Task directions
Write out each record again exactly as it stands.

Records from a collection:
_ _ _ _
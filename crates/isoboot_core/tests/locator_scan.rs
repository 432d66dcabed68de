use isoboot_core::{locate, ArtifactFilter, ArtifactKind, LocateError, RootSet};
use std::fs;
use std::path::{Path, PathBuf};

fn touch(path: &Path) {
    if let Some(parent) = path.parent() {
        fs::create_dir_all(parent).unwrap();
    }
    fs::write(path, b"").unwrap();
}

fn file_names(entries: &[isoboot_core::ArtifactEntry]) -> Vec<String> {
    entries
        .iter()
        .map(|entry| entry.file_name().unwrap().to_string())
        .collect()
}

#[test]
fn scenario_keeps_libraries_and_resource_root_only() {
    let home = tempfile::tempdir().unwrap();
    touch(&home.path().join("extensions/a.jar"));
    touch(&home.path().join("extensions/b.jar"));
    touch(&home.path().join("extensions/bootstrap-client-x.jar"));
    fs::create_dir_all(home.path().join("config")).unwrap();

    let roots = RootSet::new(["extensions"], ["config"]);
    let entries = locate(home.path(), &roots, &ArtifactFilter::default()).unwrap();

    assert_eq!(entries.len(), 3);
    assert_eq!(file_names(&entries), vec!["a.jar", "b.jar", "config"]);
    assert_eq!(entries[0].kind(), ArtifactKind::Library);
    assert_eq!(entries[1].kind(), ArtifactKind::Library);
    assert_eq!(entries[2].kind(), ArtifactKind::ResourceRoot);
    assert!(entries.iter().all(|entry| entry.path().is_absolute()));
}

#[test]
fn returns_exactly_the_matching_files_for_any_mix() {
    for (matching, non_matching) in [(0, 0), (0, 3), (1, 0), (4, 2), (7, 5)] {
        let home = tempfile::tempdir().unwrap();
        let root = home.path().join("extensions");
        fs::create_dir_all(&root).unwrap();
        for index in 0..matching {
            touch(&root.join(format!("lib-{index}.jar")));
        }
        for index in 0..non_matching {
            let name = match index % 3 {
                0 => format!("notes-{index}.txt"),
                1 => format!("bootstrap-client-{index}.jar"),
                _ => format!("lib-{index}.jar.sha1"),
            };
            touch(&root.join(name));
        }

        let roots = RootSet::new(["extensions"], Vec::<PathBuf>::new());
        let entries = locate(home.path(), &roots, &ArtifactFilter::default()).unwrap();
        assert_eq!(
            entries.len(),
            matching,
            "matching={matching} non_matching={non_matching}"
        );
        assert!(entries
            .iter()
            .all(|entry| entry.kind() == ArtifactKind::Library));
    }
}

#[test]
fn missing_artifact_root_is_a_discovery_error() {
    let home = tempfile::tempdir().unwrap();
    fs::create_dir_all(home.path().join("extensions")).unwrap();

    let roots = RootSet::new(["extensions", "bootstrap-libs"], ["config"]);
    let err = locate(home.path(), &roots, &ArtifactFilter::default()).unwrap_err();
    match err {
        LocateError::ListRoot { root, .. } => {
            assert!(root.ends_with("bootstrap-libs"));
        }
        other => panic!("unexpected error: {other}"),
    }
}

#[test]
fn artifact_root_that_is_a_file_is_a_discovery_error() {
    let home = tempfile::tempdir().unwrap();
    touch(&home.path().join("extensions"));

    let roots = RootSet::new(["extensions"], Vec::<PathBuf>::new());
    let err = locate(home.path(), &roots, &ArtifactFilter::default()).unwrap_err();
    assert!(matches!(err, LocateError::ListRoot { .. }));
}

#[test]
fn directories_named_like_libraries_are_skipped() {
    let home = tempfile::tempdir().unwrap();
    touch(&home.path().join("extensions/real.jar"));
    fs::create_dir_all(home.path().join("extensions/exploded.jar")).unwrap();

    let roots = RootSet::new(["extensions"], Vec::<PathBuf>::new());
    let entries = locate(home.path(), &roots, &ArtifactFilter::default()).unwrap();
    assert_eq!(file_names(&entries), vec!["real.jar"]);
}

#[test]
fn resource_roots_are_added_even_when_missing() {
    let home = tempfile::tempdir().unwrap();
    fs::create_dir_all(home.path().join("extensions")).unwrap();

    let roots = RootSet::new(["extensions"], ["config", "config/logging"]);
    let entries = locate(home.path(), &roots, &ArtifactFilter::default()).unwrap();

    assert_eq!(entries.len(), 2);
    assert_eq!(entries[0].path(), home.path().join("config"));
    assert_eq!(entries[1].path(), home.path().join("config/logging"));
    assert!(!entries[1].path().exists());
}

#[test]
fn roots_keep_priority_order_and_entries_sort_within_a_root() {
    let home = tempfile::tempdir().unwrap();
    touch(&home.path().join("extensions-private/zeta.jar"));
    touch(&home.path().join("extensions/beta.jar"));
    touch(&home.path().join("extensions/alpha.jar"));
    touch(&home.path().join("bootstrap-libs/boot.jar"));

    let entries = locate(home.path(), &RootSet::default(), &ArtifactFilter::default()).unwrap();
    assert_eq!(
        file_names(&entries),
        vec!["zeta.jar", "alpha.jar", "beta.jar", "boot.jar", "config", "logging"]
    );
    assert_eq!(entries[0].root(), Path::new("extensions-private"));
    assert_eq!(entries[3].root(), Path::new("bootstrap-libs"));
}

#[test]
fn custom_filter_applies_suffix_and_prefix() {
    let home = tempfile::tempdir().unwrap();
    touch(&home.path().join("plugins/libdaemon.so"));
    touch(&home.path().join("plugins/libcli-launcher.so"));
    touch(&home.path().join("plugins/daemon.jar"));

    let roots = RootSet::new(["plugins"], Vec::<PathBuf>::new());
    let filter = ArtifactFilter::new(".so", "libcli-");
    let entries = locate(home.path(), &roots, &filter).unwrap();
    assert_eq!(file_names(&entries), vec!["libdaemon.so"]);
}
_ _ _ _
Answer box
filename crates/isoboot_core/tests/locator_scan.rs
repository 432d66dcabed68de
use isoboot_core::{locate, ArtifactFilter, ArtifactKind, LocateError, RootSet};
use std::fs;
use std::path::{Path, PathBuf};

fn touch(path: &Path) {
    if let Some(parent) = path.parent() {
        fs::create_dir_all(parent).unwrap();
    }
    fs::write(path, b"").unwrap();
}

fn file_names(entries: &[isoboot_core::ArtifactEntry]) -> Vec<String> {
    entries
        .iter()
        .map(|entry| entry.file_name().unwrap().to_string())
        .collect()
}

#[test]
fn scenario_keeps_libraries_and_resource_root_only() {
    let home = tempfile::tempdir().unwrap();
    touch(&home.path().join("extensions/a.jar"));
    touch(&home.path().join("extensions/b.jar"));
    touch(&home.path().join("extensions/bootstrap-client-x.jar"));
    fs::create_dir_all(home.path().join("config")).unwrap();

    let roots = RootSet::new(["extensions"], ["config"]);
    let entries = locate(home.path(), &roots, &ArtifactFilter::default()).unwrap();

    assert_eq!(entries.len(), 3);
    assert_eq!(file_names(&entries), vec!["a.jar", "b.jar", "config"]);
    assert_eq!(entries[0].kind(), ArtifactKind::Library);
    assert_eq!(entries[1].kind(), ArtifactKind::Library);
    assert_eq!(entries[2].kind(), ArtifactKind::ResourceRoot);
    assert!(entries.iter().all(|entry| entry.path().is_absolute()));
}

#[test]
fn returns_exactly_the_matching_files_for_any_mix() {
    for (matching, non_matching) in [(0, 0), (0, 3), (1, 0), (4, 2), (7, 5)] {
        let home = tempfile::tempdir().unwrap();
        let root = home.path().join("extensions");
        fs::create_dir_all(&root).unwrap();
        for index in 0..matching {
            touch(&root.join(format!("lib-{index}.jar")));
        }
        for index in 0..non_matching {
            let name = match index % 3 {
                0 => format!("notes-{index}.txt"),
                1 => format!("bootstrap-client-{index}.jar"),
                _ => format!("lib-{index}.jar.sha1"),
            };
            touch(&root.join(name));
        }

        let roots = RootSet::new(["extensions"], Vec::<PathBuf>::new());
        let entries = locate(home.path(), &roots, &ArtifactFilter::default()).unwrap();
        assert_eq!(
            entries.len(),
            matching,
            "matching={matching} non_matching={non_matching}"
        );
        assert!(entries
            .iter()
            .all(|entry| entry.kind() == ArtifactKind::Library));
    }
}

#[test]
fn missing_artifact_root_is_a_discovery_error() {
    let home = tempfile::tempdir().unwrap();
    fs::create_dir_all(home.path().join("extensions")).unwrap();

    let roots = RootSet::new(["extensions", "bootstrap-libs"], ["config"]);
    let err = locate(home.path(), &roots, &ArtifactFilter::default()).unwrap_err();
    match err {
        LocateError::ListRoot { root, .. } => {
            assert!(root.ends_with("bootstrap-libs"));
        }
        other => panic!("unexpected error: {other}"),
    }
}

#[test]
fn artifact_root_that_is_a_file_is_a_discovery_error() {
    let home = tempfile::tempdir().unwrap();
    touch(&home.path().join("extensions"));

    let roots = RootSet::new(["extensions"], Vec::<PathBuf>::new());
    let err = locate(home.path(), &roots, &ArtifactFilter::default()).unwrap_err();
    assert!(matches!(err, LocateError::ListRoot { .. }));
}

#[test]
fn directories_named_like_libraries_are_skipped() {
    let home = tempfile::tempdir().unwrap();
    touch(&home.path().join("extensions/real.jar"));
    fs::create_dir_all(home.path().join("extensions/exploded.jar")).unwrap();

    let roots = RootSet::new(["extensions"], Vec::<PathBuf>::new());
    let entries = locate(home.path(), &roots, &ArtifactFilter::default()).unwrap();
    assert_eq!(file_names(&entries), vec!["real.jar"]);
}

#[test]
fn resource_roots_are_added_even_when_missing() {
    let home = tempfile::tempdir().unwrap();
    fs::create_dir_all(home.path().join("extensions")).unwrap();

    let roots = RootSet::new(["extensions"], ["config", "config/logging"]);
    let entries = locate(home.path(), &roots, &ArtifactFilter::default()).unwrap();

    assert_eq!(entries.len(), 2);
    assert_eq!(entries[0].path(), home.path().join("config"));
    assert_eq!(entries[1].path(), home.path().join("config/logging"));
    assert!(!entries[1].path().exists());
}

#[test]
fn roots_keep_priority_order_and_entries_sort_within_a_root() {
    let home = tempfile::tempdir().unwrap();
    touch(&home.path().join("extensions-private/zeta.jar"));
    touch(&home.path().join("extensions/beta.jar"));
    touch(&home.path().join("extensions/alpha.jar"));
    touch(&home.path().join("bootstrap-libs/boot.jar"));

    let entries = locate(home.path(), &RootSet::default(), &ArtifactFilter::default()).unwrap();
    assert_eq!(
        file_names(&entries),
        vec!["zeta.jar", "alpha.jar", "beta.jar", "boot.jar", "config", "logging"]
    );
    assert_eq!(entries[0].root(), Path::new("extensions-private"));
    assert_eq!(entries[3].root(), Path::new("bootstrap-libs"));
}

#[test]
fn custom_filter_applies_suffix_and_prefix() {
    let home = tempfile::tempdir().unwrap();
    touch(&home.path().join("plugins/libdaemon.so"));
    touch(&home.path().join("plugins/libcli-launcher.so"));
    touch(&home.path().join("plugins/daemon.jar"));

    let roots = RootSet::new(["plugins"], Vec::<PathBuf>::new());
    let filter = ArtifactFilter::new(".so", "libcli-");
    let entries = locate(home.path(), &roots, &filter).unwrap();
    assert_eq!(file_names(&entries), vec!["libdaemon.so"]);
}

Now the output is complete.